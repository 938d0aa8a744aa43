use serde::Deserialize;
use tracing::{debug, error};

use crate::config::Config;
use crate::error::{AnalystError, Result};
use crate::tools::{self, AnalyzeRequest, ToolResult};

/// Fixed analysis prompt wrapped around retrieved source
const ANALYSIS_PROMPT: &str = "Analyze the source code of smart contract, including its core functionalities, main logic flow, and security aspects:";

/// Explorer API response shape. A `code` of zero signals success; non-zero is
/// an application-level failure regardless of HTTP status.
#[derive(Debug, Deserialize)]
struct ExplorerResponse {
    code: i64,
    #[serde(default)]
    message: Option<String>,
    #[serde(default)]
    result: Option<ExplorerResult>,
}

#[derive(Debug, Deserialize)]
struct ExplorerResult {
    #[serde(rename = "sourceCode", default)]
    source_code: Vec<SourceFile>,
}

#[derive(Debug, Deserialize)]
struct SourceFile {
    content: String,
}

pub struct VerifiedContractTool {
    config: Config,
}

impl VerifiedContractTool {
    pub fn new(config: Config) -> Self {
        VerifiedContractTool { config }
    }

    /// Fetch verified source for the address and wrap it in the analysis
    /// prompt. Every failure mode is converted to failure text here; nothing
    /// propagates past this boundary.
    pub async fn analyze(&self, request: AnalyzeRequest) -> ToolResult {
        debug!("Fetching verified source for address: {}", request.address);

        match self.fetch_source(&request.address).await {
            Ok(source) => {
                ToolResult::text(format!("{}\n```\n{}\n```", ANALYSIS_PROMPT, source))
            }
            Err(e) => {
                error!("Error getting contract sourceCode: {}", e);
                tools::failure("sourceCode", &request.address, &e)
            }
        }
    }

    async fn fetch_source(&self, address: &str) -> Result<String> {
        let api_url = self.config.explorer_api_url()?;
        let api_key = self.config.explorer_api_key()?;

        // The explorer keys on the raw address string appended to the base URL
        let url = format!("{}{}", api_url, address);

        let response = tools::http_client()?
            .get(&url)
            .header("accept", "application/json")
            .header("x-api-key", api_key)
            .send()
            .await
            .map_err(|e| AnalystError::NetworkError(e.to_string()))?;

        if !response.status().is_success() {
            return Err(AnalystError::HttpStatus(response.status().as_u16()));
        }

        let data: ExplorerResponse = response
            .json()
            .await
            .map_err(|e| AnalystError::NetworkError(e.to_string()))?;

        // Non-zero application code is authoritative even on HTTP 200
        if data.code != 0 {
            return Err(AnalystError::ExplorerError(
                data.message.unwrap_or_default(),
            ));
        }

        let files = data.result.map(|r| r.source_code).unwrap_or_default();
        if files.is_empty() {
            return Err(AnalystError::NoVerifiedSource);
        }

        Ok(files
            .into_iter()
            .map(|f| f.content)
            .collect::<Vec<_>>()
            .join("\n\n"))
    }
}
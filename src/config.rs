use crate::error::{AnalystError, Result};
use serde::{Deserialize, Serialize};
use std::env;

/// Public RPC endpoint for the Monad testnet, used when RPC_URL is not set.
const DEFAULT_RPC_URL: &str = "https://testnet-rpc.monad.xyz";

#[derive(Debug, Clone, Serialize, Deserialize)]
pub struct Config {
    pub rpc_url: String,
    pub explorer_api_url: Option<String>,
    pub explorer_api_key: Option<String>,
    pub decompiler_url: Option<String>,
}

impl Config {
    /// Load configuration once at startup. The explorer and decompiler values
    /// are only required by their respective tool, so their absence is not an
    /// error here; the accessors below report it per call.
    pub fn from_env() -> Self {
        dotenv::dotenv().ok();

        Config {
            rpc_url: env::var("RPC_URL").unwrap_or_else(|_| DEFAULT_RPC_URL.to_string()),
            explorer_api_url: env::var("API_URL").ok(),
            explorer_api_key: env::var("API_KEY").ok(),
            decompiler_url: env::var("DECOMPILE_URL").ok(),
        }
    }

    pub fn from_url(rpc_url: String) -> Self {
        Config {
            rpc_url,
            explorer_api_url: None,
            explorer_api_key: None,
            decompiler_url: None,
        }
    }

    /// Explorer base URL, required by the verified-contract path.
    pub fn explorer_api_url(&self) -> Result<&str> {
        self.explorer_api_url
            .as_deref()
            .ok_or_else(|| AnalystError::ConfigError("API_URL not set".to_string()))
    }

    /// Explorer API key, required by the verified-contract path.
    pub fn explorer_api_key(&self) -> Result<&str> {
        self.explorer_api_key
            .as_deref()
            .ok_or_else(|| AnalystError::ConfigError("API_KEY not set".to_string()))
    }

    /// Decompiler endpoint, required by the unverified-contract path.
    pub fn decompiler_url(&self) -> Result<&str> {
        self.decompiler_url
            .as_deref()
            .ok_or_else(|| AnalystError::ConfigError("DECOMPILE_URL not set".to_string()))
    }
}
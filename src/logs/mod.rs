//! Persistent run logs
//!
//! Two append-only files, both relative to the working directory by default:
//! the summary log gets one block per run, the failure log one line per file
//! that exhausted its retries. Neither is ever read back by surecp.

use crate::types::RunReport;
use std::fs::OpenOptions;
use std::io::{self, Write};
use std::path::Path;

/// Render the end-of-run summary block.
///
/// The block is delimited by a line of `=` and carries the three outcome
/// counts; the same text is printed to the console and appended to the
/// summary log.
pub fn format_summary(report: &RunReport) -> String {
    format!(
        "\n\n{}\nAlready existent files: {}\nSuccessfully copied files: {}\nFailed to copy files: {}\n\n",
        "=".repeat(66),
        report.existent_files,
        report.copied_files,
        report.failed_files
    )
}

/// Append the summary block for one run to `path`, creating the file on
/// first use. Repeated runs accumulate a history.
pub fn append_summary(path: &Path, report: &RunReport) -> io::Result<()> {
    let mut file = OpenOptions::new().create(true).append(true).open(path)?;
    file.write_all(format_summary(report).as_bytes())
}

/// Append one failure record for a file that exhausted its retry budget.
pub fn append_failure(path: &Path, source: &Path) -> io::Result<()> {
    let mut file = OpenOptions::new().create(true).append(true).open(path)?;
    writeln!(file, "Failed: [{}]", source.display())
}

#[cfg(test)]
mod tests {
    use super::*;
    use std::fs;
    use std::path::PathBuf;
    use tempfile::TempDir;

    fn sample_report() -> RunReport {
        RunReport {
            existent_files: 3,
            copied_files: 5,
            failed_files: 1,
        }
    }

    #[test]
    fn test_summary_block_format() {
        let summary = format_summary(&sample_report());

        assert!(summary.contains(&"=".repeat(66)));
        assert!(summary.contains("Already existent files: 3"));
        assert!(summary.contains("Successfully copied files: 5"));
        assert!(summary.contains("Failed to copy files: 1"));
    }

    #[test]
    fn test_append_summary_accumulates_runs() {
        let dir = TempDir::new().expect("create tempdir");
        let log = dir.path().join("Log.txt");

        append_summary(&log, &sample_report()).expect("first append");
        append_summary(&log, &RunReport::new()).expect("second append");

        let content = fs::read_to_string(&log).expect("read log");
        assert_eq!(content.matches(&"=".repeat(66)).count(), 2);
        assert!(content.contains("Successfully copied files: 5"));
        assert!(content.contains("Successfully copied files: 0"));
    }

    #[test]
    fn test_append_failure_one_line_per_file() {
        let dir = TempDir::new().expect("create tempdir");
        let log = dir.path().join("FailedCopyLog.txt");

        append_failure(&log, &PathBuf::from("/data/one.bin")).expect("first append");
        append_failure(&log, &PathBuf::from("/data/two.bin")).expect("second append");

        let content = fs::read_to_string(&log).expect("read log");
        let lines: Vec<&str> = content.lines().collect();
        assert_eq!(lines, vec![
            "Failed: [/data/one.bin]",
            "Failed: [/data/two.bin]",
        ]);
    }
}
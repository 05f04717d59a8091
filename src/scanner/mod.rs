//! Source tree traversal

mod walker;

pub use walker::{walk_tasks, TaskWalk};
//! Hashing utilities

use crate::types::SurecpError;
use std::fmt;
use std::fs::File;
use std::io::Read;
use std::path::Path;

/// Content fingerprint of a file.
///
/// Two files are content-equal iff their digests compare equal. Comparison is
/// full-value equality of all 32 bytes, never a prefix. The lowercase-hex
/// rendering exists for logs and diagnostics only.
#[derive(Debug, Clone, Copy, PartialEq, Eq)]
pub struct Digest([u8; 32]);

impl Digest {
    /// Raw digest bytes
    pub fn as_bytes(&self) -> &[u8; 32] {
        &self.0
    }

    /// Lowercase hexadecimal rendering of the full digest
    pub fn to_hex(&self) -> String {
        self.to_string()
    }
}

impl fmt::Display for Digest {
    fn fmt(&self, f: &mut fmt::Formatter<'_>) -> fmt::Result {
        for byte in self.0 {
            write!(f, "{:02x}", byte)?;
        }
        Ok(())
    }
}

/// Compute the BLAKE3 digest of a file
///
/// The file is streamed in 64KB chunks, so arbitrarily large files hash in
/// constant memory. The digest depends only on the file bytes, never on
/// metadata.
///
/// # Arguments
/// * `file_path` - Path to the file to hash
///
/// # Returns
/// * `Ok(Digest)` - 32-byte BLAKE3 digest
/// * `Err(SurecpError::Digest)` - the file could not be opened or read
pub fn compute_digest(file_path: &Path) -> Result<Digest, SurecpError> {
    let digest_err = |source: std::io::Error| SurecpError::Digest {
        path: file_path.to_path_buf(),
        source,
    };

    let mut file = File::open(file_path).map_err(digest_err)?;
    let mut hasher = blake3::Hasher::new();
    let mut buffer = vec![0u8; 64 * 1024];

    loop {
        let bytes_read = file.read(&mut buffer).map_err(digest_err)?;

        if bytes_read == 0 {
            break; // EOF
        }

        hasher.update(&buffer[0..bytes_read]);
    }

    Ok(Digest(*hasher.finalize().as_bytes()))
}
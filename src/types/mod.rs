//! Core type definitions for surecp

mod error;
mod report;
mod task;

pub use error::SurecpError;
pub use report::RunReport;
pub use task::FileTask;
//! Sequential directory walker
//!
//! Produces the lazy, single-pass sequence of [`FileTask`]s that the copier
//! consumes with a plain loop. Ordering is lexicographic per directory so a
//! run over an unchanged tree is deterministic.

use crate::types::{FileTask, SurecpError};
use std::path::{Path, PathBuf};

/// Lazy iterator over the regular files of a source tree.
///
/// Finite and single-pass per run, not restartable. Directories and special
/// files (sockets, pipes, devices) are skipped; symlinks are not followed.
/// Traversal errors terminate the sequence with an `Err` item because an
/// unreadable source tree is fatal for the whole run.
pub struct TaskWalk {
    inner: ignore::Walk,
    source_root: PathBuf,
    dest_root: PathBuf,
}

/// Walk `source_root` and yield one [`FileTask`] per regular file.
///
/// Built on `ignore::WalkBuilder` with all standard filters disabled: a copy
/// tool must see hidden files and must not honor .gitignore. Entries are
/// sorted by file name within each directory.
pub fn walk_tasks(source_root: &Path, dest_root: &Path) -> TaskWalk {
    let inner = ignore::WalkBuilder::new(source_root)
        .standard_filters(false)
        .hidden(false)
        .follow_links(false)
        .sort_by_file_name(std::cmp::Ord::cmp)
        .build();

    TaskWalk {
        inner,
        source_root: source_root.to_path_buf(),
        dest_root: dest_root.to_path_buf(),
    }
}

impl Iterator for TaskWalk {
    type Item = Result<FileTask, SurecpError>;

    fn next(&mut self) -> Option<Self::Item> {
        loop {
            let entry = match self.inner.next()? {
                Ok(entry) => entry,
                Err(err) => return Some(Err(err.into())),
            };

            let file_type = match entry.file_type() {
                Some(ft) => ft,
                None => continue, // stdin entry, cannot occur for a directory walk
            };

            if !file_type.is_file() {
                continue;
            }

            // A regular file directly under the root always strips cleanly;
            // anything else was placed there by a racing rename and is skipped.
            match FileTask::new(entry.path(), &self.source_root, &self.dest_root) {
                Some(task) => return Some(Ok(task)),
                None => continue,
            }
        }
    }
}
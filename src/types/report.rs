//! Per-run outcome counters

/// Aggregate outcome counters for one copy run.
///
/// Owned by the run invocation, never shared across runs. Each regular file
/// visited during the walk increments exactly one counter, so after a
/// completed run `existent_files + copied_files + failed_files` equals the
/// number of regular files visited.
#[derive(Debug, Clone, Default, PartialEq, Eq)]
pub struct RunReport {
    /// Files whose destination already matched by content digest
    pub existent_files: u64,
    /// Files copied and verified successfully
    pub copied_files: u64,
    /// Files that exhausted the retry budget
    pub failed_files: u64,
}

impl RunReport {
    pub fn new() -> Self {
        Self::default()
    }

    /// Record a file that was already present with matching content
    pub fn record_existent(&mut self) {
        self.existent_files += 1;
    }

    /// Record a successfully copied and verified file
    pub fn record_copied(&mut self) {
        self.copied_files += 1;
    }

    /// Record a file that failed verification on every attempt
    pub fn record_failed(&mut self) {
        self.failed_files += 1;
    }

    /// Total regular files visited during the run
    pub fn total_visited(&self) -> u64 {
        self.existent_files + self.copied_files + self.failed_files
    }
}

■ ■ ■ ■ ■ ■ ■

Write out every line of the listing that holds the word "expect".

        let dir = TempDir::new().expect("create tempdir");
        append_summary(&log, &sample_report()).expect("first append");
        append_summary(&log, &RunReport::new()).expect("second append");
        let content = fs::read_to_string(&log).expect("read log");
        let dir = TempDir::new().expect("create tempdir");
        append_failure(&log, &PathBuf::from("/data/one.bin")).expect("first append");
        append_failure(&log, &PathBuf::from("/data/two.bin")).expect("second append");
        let content = fs::read_to_string(&log).expect("read log");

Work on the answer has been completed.